Fearless Blue Peter presenter Helen Skelton made it to the South Pole in just 18 days by ski, bike and kite, bringing her epic, 500 mi Antarctic expedition to a triumphant close. For this gruelling challenge, she travelled up to 14 hours a day across the coldest and windiest place on earth, battling blizzards and sub-zero temperatures.
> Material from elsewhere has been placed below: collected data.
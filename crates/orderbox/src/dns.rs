//! Managed DNS records.

use orderbox_core::{lenient, CodecResult, Decoder, StatusCode};
use orderbox_macros::Record;
use serde::Deserialize;

use crate::paging::Page;
use crate::shapes;
use crate::wire_enum::wire_enum;

wire_enum! {
    /// DNS resource record type.
    #[derive(Default)]
    pub enum RecordType {
        /// IPv4 address.
        #[default]
        A => "A",
        /// IPv6 address.
        Aaaa => "AAAA",
        /// Canonical name.
        Cname => "CNAME",
        /// Mail exchanger.
        Mx => "MX",
        /// Name server.
        Ns => "NS",
        /// Free text.
        Txt => "TXT",
        /// Service locator.
        Srv => "SRV",
    }
}

/// A record to add to a zone.
///
/// `priority` applies to MX and SRV records, `port` and `weight` to SRV.
#[derive(Debug, Clone, Default, PartialEq, Eq, Record)]
pub struct NewRecord {
    /// Zone the record belongs to.
    #[param(name = "domain-name", validate(required))]
    pub domain_name: String,
    /// Record value.
    #[param(name = "value", validate(required))]
    pub value: String,
    /// Host label; empty for the zone apex.
    #[param(name = "host", optional)]
    pub host: String,
    /// Time to live in seconds.
    #[param(name = "ttl", optional)]
    pub ttl: u32,
    /// MX/SRV priority.
    #[param(name = "priority", optional)]
    pub priority: u32,
    /// SRV port.
    #[param(name = "port", optional)]
    pub port: u16,
    /// SRV weight.
    #[param(name = "weight", optional)]
    pub weight: u32,
}

/// A change to the value of an existing record.
#[derive(Debug, Clone, Default, PartialEq, Eq, Record)]
pub struct RecordChange {
    /// Zone the record belongs to.
    #[param(name = "domain-name", validate(required))]
    pub domain_name: String,
    /// Host label; empty for the zone apex.
    #[param(name = "host", optional)]
    pub host: String,
    /// Value currently stored.
    #[param(name = "current-value", validate(required))]
    pub current_value: String,
    /// Replacement value.
    #[param(name = "new-value", validate(required))]
    pub new_value: String,
    /// Time to live in seconds.
    #[param(name = "ttl", optional)]
    pub ttl: u32,
    /// MX/SRV priority.
    #[param(name = "priority", optional)]
    pub priority: u32,
    /// SRV port.
    #[param(name = "port", optional)]
    pub port: u16,
    /// SRV weight.
    #[param(name = "weight", optional)]
    pub weight: u32,
}

/// A change to the zone's SOA record. Durations are in seconds.
#[derive(Debug, Clone, Default, PartialEq, Eq, Record)]
pub struct SoaChange {
    /// Zone.
    #[param(name = "domain-name", validate(required))]
    pub domain_name: String,
    /// Mailbox of the zone administrator.
    #[param(name = "responsible-person", validate(required, email))]
    pub responsible_person: String,
    /// Secondary refresh interval.
    #[param(name = "refresh", validate(required))]
    pub refresh: u32,
    /// Retry interval after a failed refresh.
    #[param(name = "retry", validate(required))]
    pub retry: u32,
    /// Upper limit on secondary authority.
    #[param(name = "expire", validate(required))]
    pub expire: u32,
    /// Negative caching time to live.
    #[param(name = "ttl", validate(required))]
    pub ttl: u32,
}

/// Record search filter. Combine with a [`Page`].
#[derive(Debug, Clone, Default, PartialEq, Eq, Record)]
pub struct RecordSearch {
    /// Zone to search.
    #[param(name = "domain-name", validate(required))]
    pub domain_name: String,
    /// Record type.
    #[param(name = "type")]
    pub record_type: RecordType,
    /// Host label.
    #[param(name = "host", optional)]
    pub host: String,
    /// Record value.
    #[param(name = "value", optional)]
    pub value: String,
}

/// A record as listed by a search.
#[derive(Debug, Clone, Default, PartialEq, Eq, Deserialize)]
#[serde(default)]
pub struct DnsRecord {
    /// Host label.
    pub host: String,
    /// Record value.
    pub value: String,
    /// Record type as sent by the API.
    #[serde(rename = "type")]
    pub record_type: String,
    /// Time to live in seconds.
    #[serde(rename = "timetolive", deserialize_with = "lenient::number")]
    pub ttl: u32,
    /// Record status.
    pub status: String,
}

/// One page of record search results.
#[derive(Debug, Clone, PartialEq, Eq)]
pub struct SearchResult {
    /// The page that was requested.
    pub page: Page,
    /// Records on this page as reported by the API.
    pub on_page: i64,
    /// Matches across all pages.
    pub total_matched: i64,
    /// Records, in response order.
    pub records: Vec<DnsRecord>,
}

/// Decodes a record search response.
///
/// Any key other than the two counts and numeric record keys is an error.
pub fn decode_search(
    decoder: &Decoder,
    status: StatusCode,
    body: &[u8],
    page: Page,
) -> CodecResult<SearchResult> {
    let found = decoder.decode_classified::<DnsRecord>(status, body, shapes::dns_record_search())?;
    Ok(SearchResult {
        page,
        on_page: found.count(shapes::ON_PAGE),
        total_matched: found.count(shapes::TOTAL_MATCHED),
        records: found.into_records(),
    })
}

#[cfg(test)]
mod tests {
    use super::*;
    use orderbox_core::{encode, CodecError};

    #[test]
    fn test_new_mx_record() {
        let record = NewRecord {
            domain_name: "example.com".to_string(),
            value: "mail.example.com".to_string(),
            ttl: 3600,
            priority: 10,
            ..NewRecord::default()
        };

        let params = encode(&record).unwrap();
        let pairs: Vec<_> = params.pairs().collect();
        assert_eq!(
            pairs,
            [
                ("domain-name", "example.com"),
                ("value", "mail.example.com"),
                ("ttl", "3600"),
                ("priority", "10"),
            ]
        );
    }

    #[test]
    fn test_record_change_requires_values() {
        let change = RecordChange {
            domain_name: "example.com".to_string(),
            current_value: "192.0.2.1".to_string(),
            ..RecordChange::default()
        };
        let err = encode(&change).unwrap_err();
        assert!(matches!(err, CodecError::Validation(ref e) if e.wire_name == "new-value"));
    }

    #[test]
    fn test_soa_change() {
        let soa = SoaChange {
            domain_name: "example.com".to_string(),
            responsible_person: "hostmaster@example.com".to_string(),
            refresh: 7200,
            retry: 7200,
            expire: 172_800,
            ttl: 14_400,
        };
        let params = encode(&soa).unwrap();
        assert_eq!(params.get("expire"), Some("172800"));
        assert_eq!(params.len(), 6);
    }

    #[test]
    fn test_search_params() {
        let search = RecordSearch {
            domain_name: "example.com".to_string(),
            record_type: RecordType::Aaaa,
            ..RecordSearch::default()
        };
        let params = Page::new(1, 50).unwrap().encode_with(&search).unwrap();
        assert_eq!(params.get("type"), Some("AAAA"));
        assert_eq!(params.get("no-of-records"), Some("50"));
        assert!(!params.contains_key("host"));
    }

    #[test]
    fn test_search_decoding() {
        let body = br#"{
            "recsonpage": 2,
            "recsindb": "2",
            "1": {"host": "www", "value": "192.0.2.1", "type": "A", "timetolive": "7200", "status": "Active"},
            "2": {"host": "", "value": "192.0.2.2", "type": "A", "timetolive": 3600, "status": "Active"}
        }"#;

        let result = decode_search(&Decoder::default(), StatusCode::OK, body, Page::default()).unwrap();
        assert_eq!(result.on_page, 2);
        assert_eq!(result.total_matched, 2);
        assert_eq!(result.records[0].ttl, 7200);
        assert_eq!(result.records[1].value, "192.0.2.2");
    }

    #[test]
    fn test_search_rejects_unknown_key() {
        let body = br#"{"recsonpage":"0","recsindb":"0","hint":"none"}"#;
        let err = decode_search(&Decoder::default(), StatusCode::OK, body, Page::default()).unwrap_err();
        assert!(matches!(err, CodecError::UnknownDecodeShape { ref key } if key == "hint"));
    }
}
It was shown for 9 weeks on Mondays on BBC1 at 4:30pm and an adult version was shown on the Fridays on BBC1 at 8:30pm before the main event.

On 27 February 2012, comedian John Bishop took on a week of challenges billed as "John Bishop's Week of Hell". Originally John was to complete the challenge with James Corden but he had to pull out due to his commitments with the West End Show One Man, Two Guvnors. John rowed, ran and cycled 295 miles from Paris to London in just five days. John raised £3,412,261. His programme was shown the day before Sport Relief night at 9:00pm on BBC1.

"The One Show 1000" ran from 16 to 25 March, 1,000 One Show viewers ran a mammoth 1,000-mile, ten-day relay through cities across Scotland, Northern Ireland, Wales and England. Starting on the Isle of Mull, our brave team ran night and day to finish triumphantly on The Mall in London.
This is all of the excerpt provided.